Una dieta ipocalorica abbassa normalmente il metabolismo del 15%  predisponendo ad un successivo riacquisto del peso perduto con gli interessi. Una dieta non ipocalorica a basso indice glicemico abbinata ad un regolare esercizio fisico non avrà conseguenze metaboliche negative ma sarà in grado di migliorare la resistenza insulinica, abbassare la pressione, diminuire i trigliceridi ed alzare il colesterolo HDL.

E’ importante acquisire consapevolezza dell’importanza di una alimentazione basata su cibi naturali e organici evitando i cibi raffinati. Mettereste nella vostra automobile la benzina agricola o dell’olio di scarto? E come potete ogni giorno, in maniera incurante nutrirvi di cibo spazzatura? Bisogna leggere le etichette ed evitare i cibi contenenti zucchero, sciroppo di fruttosio, grassi idrogenati, acidi grassi trans, coloranti e possibilmente conservanti.

Le persone devono evitare di tenere in casa dolci e cibi grassi e merendine varie e tenere invece frutta fresca, frutta secca e verdure a portata di mano che possono essere utili come salutari spuntini.
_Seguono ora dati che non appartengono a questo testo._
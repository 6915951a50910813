use std::path::{Component, Path, PathBuf};
use std::sync::atomic::{AtomicUsize, Ordering};

use async_trait::async_trait;
use dashmap::DashMap;
use serde::{Deserialize, Serialize};
use thiserror::Error;

#[derive(Debug, Error)]
pub enum BlobError {
    #[error("invalid object path: {0:?}")]
    InvalidPath(String),
    #[error("blob I/O error: {0}")]
    Io(#[from] std::io::Error),
    #[error("blob encoding error: {0}")]
    Encoding(#[from] serde_json::Error),
    #[error("blob call timed out")]
    Timeout,
}

/// HTTP-style metadata stored alongside an object.
#[derive(Debug, Clone, PartialEq, Eq, Serialize, Deserialize)]
#[serde(rename_all = "camelCase")]
pub struct ObjectMetadata {
    pub content_type: String,
    pub cache_control: String,
}

#[derive(Debug, Clone, PartialEq, Eq)]
pub struct StoredObject {
    pub bytes: Vec<u8>,
    pub metadata: ObjectMetadata,
}

/// Object storage collaborator used by the snapshot builder.
#[async_trait]
pub trait BlobStore: Send + Sync {
    /// Write `bytes` at `path`, replacing any previous object there.
    async fn put(&self, path: &str, bytes: Vec<u8>, metadata: ObjectMetadata) -> Result<(), BlobError>;

    async fn get(&self, path: &str) -> Result<Option<StoredObject>, BlobError>;
}

/// Object paths are relative, `/`-separated, and never climb out of the root.
fn validate_path(path: &str) -> Result<(), BlobError> {
    let invalid = || BlobError::InvalidPath(path.to_string());
    if path.is_empty() || path.ends_with('/') {
        return Err(invalid());
    }
    for component in Path::new(path).components() {
        if !matches!(component, Component::Normal(_)) {
            return Err(invalid());
        }
    }
    Ok(())
}

/// Blob store rooted at a directory. Metadata lives in a `<object>.meta.json` sidecar.
pub struct FsBlobStore {
    root: PathBuf,
}

impl FsBlobStore {
    pub fn new(root: impl Into<PathBuf>) -> Self {
        Self { root: root.into() }
    }

    fn object_path(&self, path: &str) -> Result<PathBuf, BlobError> {
        validate_path(path)?;
        Ok(self.root.join(path))
    }
}

fn sidecar(object: &Path) -> PathBuf {
    let mut name = object.as_os_str().to_os_string();
    name.push(".meta.json");
    PathBuf::from(name)
}

async fn write_atomic(target: &Path, bytes: &[u8]) -> std::io::Result<()> {
    let mut tmp = target.as_os_str().to_os_string();
    tmp.push(".tmp");
    let tmp = PathBuf::from(tmp);
    tokio::fs::write(&tmp, bytes).await?;
    tokio::fs::rename(&tmp, target).await
}

#[async_trait]
impl BlobStore for FsBlobStore {
    async fn put(&self, path: &str, bytes: Vec<u8>, metadata: ObjectMetadata) -> Result<(), BlobError> {
        let target = self.object_path(path)?;
        if let Some(parent) = target.parent() {
            tokio::fs::create_dir_all(parent).await?;
        }
        // Metadata first: a reader that finds the object always finds its metadata.
        write_atomic(&sidecar(&target), &serde_json::to_vec(&metadata)?).await?;
        write_atomic(&target, &bytes).await?;
        Ok(())
    }

    async fn get(&self, path: &str) -> Result<Option<StoredObject>, BlobError> {
        let target = self.object_path(path)?;
        let bytes = match tokio::fs::read(&target).await {
            Ok(b) => b,
            Err(e) if e.kind() == std::io::ErrorKind::NotFound => return Ok(None),
            Err(e) => return Err(e.into()),
        };
        let metadata = serde_json::from_slice(&tokio::fs::read(sidecar(&target)).await?)?;
        Ok(Some(StoredObject { bytes, metadata }))
    }
}

/// In-process blob store that counts writes.
#[derive(Default)]
pub struct MemoryBlobStore {
    objects: DashMap<String, StoredObject>,
    writes: AtomicUsize,
}

impl MemoryBlobStore {
    pub fn new() -> Self {
        Self::default()
    }

    /// Total successful `put` calls.
    pub fn writes(&self) -> usize {
        self.writes.load(Ordering::SeqCst)
    }
}

#[async_trait]
impl BlobStore for MemoryBlobStore {
    async fn put(&self, path: &str, bytes: Vec<u8>, metadata: ObjectMetadata) -> Result<(), BlobError> {
        validate_path(path)?;
        self.objects.insert(path.to_string(), StoredObject { bytes, metadata });
        self.writes.fetch_add(1, Ordering::SeqCst);
        Ok(())
    }

    async fn get(&self, path: &str) -> Result<Option<StoredObject>, BlobError> {
        validate_path(path)?;
        Ok(self.objects.get(path).map(|e| e.value().clone()))
    }
}
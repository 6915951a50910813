use std::sync::Mutex;

use chrono::{DateTime, Duration, Utc};

/// Source of "now". Injected so day-boundary logic can be driven in tests.
pub trait Clock: Send + Sync {
    fn now(&self) -> DateTime<Utc>;
}

pub struct SystemClock;

impl Clock for SystemClock {
    fn now(&self) -> DateTime<Utc> {
        Utc::now()
    }
}

/// A clock that only moves when told to.
pub struct ManualClock {
    now: Mutex<DateTime<Utc>>,
}

impl ManualClock {
    pub fn new(now: DateTime<Utc>) -> Self {
        Self { now: Mutex::new(now) }
    }

    pub fn set(&self, now: DateTime<Utc>) {
        if let Ok(mut guard) = self.now.lock() {
            *guard = now;
        }
    }

    pub fn advance(&self, by: Duration) {
        if let Ok(mut guard) = self.now.lock() {
            *guard += by;
        }
    }
}

impl Clock for ManualClock {
    fn now(&self) -> DateTime<Utc> {
        match self.now.lock() {
            Ok(guard) => *guard,
            Err(poisoned) => *poisoned.into_inner(),
        }
    }
}
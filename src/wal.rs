use std::fs::{self, File, OpenOptions};
use std::io::{self, BufReader, BufWriter, Read, Write};
use std::path::{Path, PathBuf};

use tracing::warn;

use crate::model::Event;

/// Records larger than this are treated as corruption rather than allocated.
const MAX_RECORD_BYTES: usize = 64 * 1024 * 1024;

/// Encode a single event to `[len][bincode][crc32]`.
fn encode_event(writer: &mut impl Write, event: &Event) -> io::Result<()> {
    let payload =
        bincode::serialize(event).map_err(|e| io::Error::new(io::ErrorKind::InvalidData, e))?;
    let len = u32::try_from(payload.len())
        .map_err(|_| io::Error::new(io::ErrorKind::InvalidData, "WAL record too large"))?;
    let crc = crc32fast::hash(&payload);
    writer.write_all(&len.to_le_bytes())?;
    writer.write_all(&payload)?;
    writer.write_all(&crc.to_le_bytes())?;
    Ok(())
}

/// Outcome of reading one record.
enum Record {
    Event(Event, u64),
    /// Clean end of file.
    End,
    /// Truncated or corrupt bytes; everything from here on is discarded.
    Torn,
}

fn read_exact_or_eof(reader: &mut impl Read, buf: &mut [u8]) -> io::Result<bool> {
    match reader.read_exact(buf) {
        Ok(()) => Ok(true),
        Err(e) if e.kind() == io::ErrorKind::UnexpectedEof => Ok(false),
        Err(e) => Err(e),
    }
}

fn read_record(reader: &mut impl Read) -> io::Result<Record> {
    let mut len_buf = [0u8; 4];
    match reader.read(&mut len_buf[..1])? {
        0 => return Ok(Record::End),
        _ => {
            if !read_exact_or_eof(reader, &mut len_buf[1..])? {
                return Ok(Record::Torn);
            }
        }
    }
    let len = u32::from_le_bytes(len_buf) as usize;
    if len > MAX_RECORD_BYTES {
        return Ok(Record::Torn);
    }

    let mut payload = vec![0u8; len];
    let mut crc_buf = [0u8; 4];
    if !read_exact_or_eof(reader, &mut payload)? || !read_exact_or_eof(reader, &mut crc_buf)? {
        return Ok(Record::Torn);
    }
    if u32::from_le_bytes(crc_buf) != crc32fast::hash(&payload) {
        return Ok(Record::Torn);
    }
    match bincode::deserialize::<Event>(&payload) {
        Ok(event) => Ok(Record::Event(event, (len + 8) as u64)),
        Err(_) => Ok(Record::Torn),
    }
}

/// Events recovered from disk.
pub struct Replayed {
    pub events: Vec<Event>,
    /// Byte length of the valid prefix.
    pub valid_len: u64,
    /// Whether bytes past `valid_len` were discarded.
    pub torn_tail: bool,
}

/// Append-only write-ahead log of store events.
///
/// Format per entry: `[u32 len][bincode Event][u32 crc32]`, little endian.
/// A torn or corrupt tail (crash mid-write) is cut off when the log is
/// recovered, so later appends never land behind garbage.
pub struct Wal {
    writer: BufWriter<File>,
    path: PathBuf,
    appends_since_compact: u64,
}

impl Wal {
    /// Open (or create) the WAL at `path` for appending, without replaying it.
    pub fn open(path: &Path) -> io::Result<Self> {
        let file = OpenOptions::new().create(true).append(true).open(path)?;
        Ok(Self {
            writer: BufWriter::new(file),
            path: path.to_path_buf(),
            appends_since_compact: 0,
        })
    }

    /// Replay the log, truncate any torn tail, and open it for appending.
    pub fn recover(path: &Path) -> io::Result<(Self, Vec<Event>)> {
        let replayed = Self::replay(path)?;
        if replayed.torn_tail {
            warn!(
                "WAL {}: discarding torn tail after byte {}",
                path.display(),
                replayed.valid_len
            );
            let file = OpenOptions::new().write(true).open(path)?;
            file.set_len(replayed.valid_len)?;
            file.sync_all()?;
        }
        Ok((Self::open(path)?, replayed.events))
    }

    /// Append and fsync one event. Tests only; the store batches through
    /// `append_buffered` + `flush_sync`.
    #[cfg(test)]
    pub fn append(&mut self, event: &Event) -> io::Result<()> {
        self.append_buffered(event)?;
        self.flush_sync()
    }

    /// Buffer one event without flushing; `flush_sync` makes the batch durable.
    pub fn append_buffered(&mut self, event: &Event) -> io::Result<()> {
        encode_event(&mut self.writer, event)?;
        self.appends_since_compact += 1;
        Ok(())
    }

    pub fn flush_sync(&mut self) -> io::Result<()> {
        self.writer.flush()?;
        self.writer.get_ref().sync_all()
    }

    pub fn path(&self) -> &Path {
        &self.path
    }

    pub fn appends_since_compact(&self) -> u64 {
        self.appends_since_compact
    }

    /// Write compacted events to `<path>.tmp` and fsync it.
    pub fn write_compact_file(path: &Path, events: &[Event]) -> io::Result<()> {
        let mut writer = BufWriter::new(File::create(path.with_extension("wal.tmp"))?);
        for event in events {
            encode_event(&mut writer, event)?;
        }
        writer.flush()?;
        writer.get_ref().sync_all()
    }

    /// Rename the compacted temp file over the log and reopen it.
    pub fn swap_compact_file(&mut self) -> io::Result<()> {
        fs::rename(self.path.with_extension("wal.tmp"), &self.path)?;
        let file = OpenOptions::new().create(true).append(true).open(&self.path)?;
        self.writer = BufWriter::new(file);
        self.appends_since_compact = 0;
        Ok(())
    }

    /// Both compaction phases at once. Tests only.
    #[cfg(test)]
    pub fn compact(&mut self, events: &[Event]) -> io::Result<()> {
        Self::write_compact_file(&self.path, events)?;
        self.swap_compact_file()
    }

    /// Read every valid event. A missing file is an empty log.
    pub fn replay(path: &Path) -> io::Result<Replayed> {
        let file = match File::open(path) {
            Ok(f) => f,
            Err(e) if e.kind() == io::ErrorKind::NotFound => {
                return Ok(Replayed { events: Vec::new(), valid_len: 0, torn_tail: false });
            }
            Err(e) => return Err(e),
        };
        let mut reader = BufReader::new(file);
        let mut events = Vec::new();
        let mut valid_len = 0u64;
        loop {
            match read_record(&mut reader)? {
                Record::Event(event, size) => {
                    events.push(event);
                    valid_len += size;
                }
                Record::End => return Ok(Replayed { events, valid_len, torn_tail: false }),
                Record::Torn => return Ok(Replayed { events, valid_len, torn_tail: true }),
            }
        }
    }
}
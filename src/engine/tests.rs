use super::*;
use crate::blob::MemoryBlobStore;
use crate::clock::ManualClock;
use crate::period::Period;
use crate::store::{CommitSummary, MemoryStore, MetaDecision, MetaUpdate, StoreError, TxnOp};

use std::sync::atomic::{AtomicUsize, Ordering};

use async_trait::async_trait;
use chrono::{DateTime, Datelike, TimeZone, Utc, Weekday};

fn day(y: i32, m: u32, d: u32) -> NaiveDate {
    NaiveDate::from_ymd_opt(y, m, d).unwrap()
}

fn at(y: i32, m: u32, d: u32, h: u32) -> DateTime<Utc> {
    Utc.with_ymd_and_hms(y, m, d, h, 0, 0).unwrap()
}

fn fast_settings() -> EngineSettings {
    EngineSettings {
        chunk_retries: 2,
        retry_backoff: Duration::from_millis(1),
        store_timeout: Duration::from_secs(2),
        ..EngineSettings::default()
    }
}

struct Harness {
    engine: Arc<Engine>,
    store: Arc<MemoryStore>,
    blobs: Arc<MemoryBlobStore>,
    clock: Arc<ManualClock>,
}

async fn harness() -> Harness {
    harness_with(fast_settings()).await
}

async fn harness_with(settings: EngineSettings) -> Harness {
    let store = Arc::new(MemoryStore::new());
    let blobs = Arc::new(MemoryBlobStore::new());
    let clock = Arc::new(ManualClock::new(at(2025, 8, 1, 0)));
    let engine = Arc::new(Engine::new(store.clone(), blobs.clone(), clock.clone(), settings));
    for id in ["R101", "R102"] {
        engine
            .register_room(Room { id: id.into(), name: format!("Room {id}"), capacity: 30 })
            .await
            .unwrap();
    }
    Harness { engine, store, blobs, clock }
}

fn booking(room: &str, date: NaiveDate, periods: &str) -> NewReservation {
    NewReservation {
        id: Ulid::new(),
        room_id: room.into(),
        date,
        periods: period::expand(periods).unwrap(),
        title: "Biology".into(),
        name: "Dissection".into(),
        created_by: "lee@example.com".into(),
    }
}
Esistono dei fattori nutrizionali che possono aiutare nella sindrome metabolica e consistono in nutrienti, integratori, erbe, vediamo i più utilizzati:

  1. Fibre solubili: riducono la glicemia postprandiale , abbassano il colesterolo, promuovono il senso di sazietà e funzionano come prebiotici (il prebiotico favorisce l’instaurarsi di una favorevole flora batterica intestinale costituita dai probiotici- fermenti lattici ).
  2. Acidi grassi omega 3: contenuti soprattutto negli oli di pesce migliorano la sensibilità insulinica, hanno un effetto antinfiammatorio e favoriscono la lipolisi.
  3. Acido Alfa-lipoico: è un potentissimo antiossidante, protegge dai danni di glicazione causati da elevati livelli di glicemia e migliora la sensibilità all’insulina fungendo da ipoglicemizzante.
  4. Cromo: abbassa il colesterolo e migliora la sensibilità all’insulina.
  5. Cannella: funziona da insulinomimetico ipoglicemizzante.
  6. Proteine di soia: riducono il colesterolo.
  7. Tè verde: ottimo antiossidante dotato di svariati effetti benefici tra i quali l’effetto sul metabolismo del glucosio.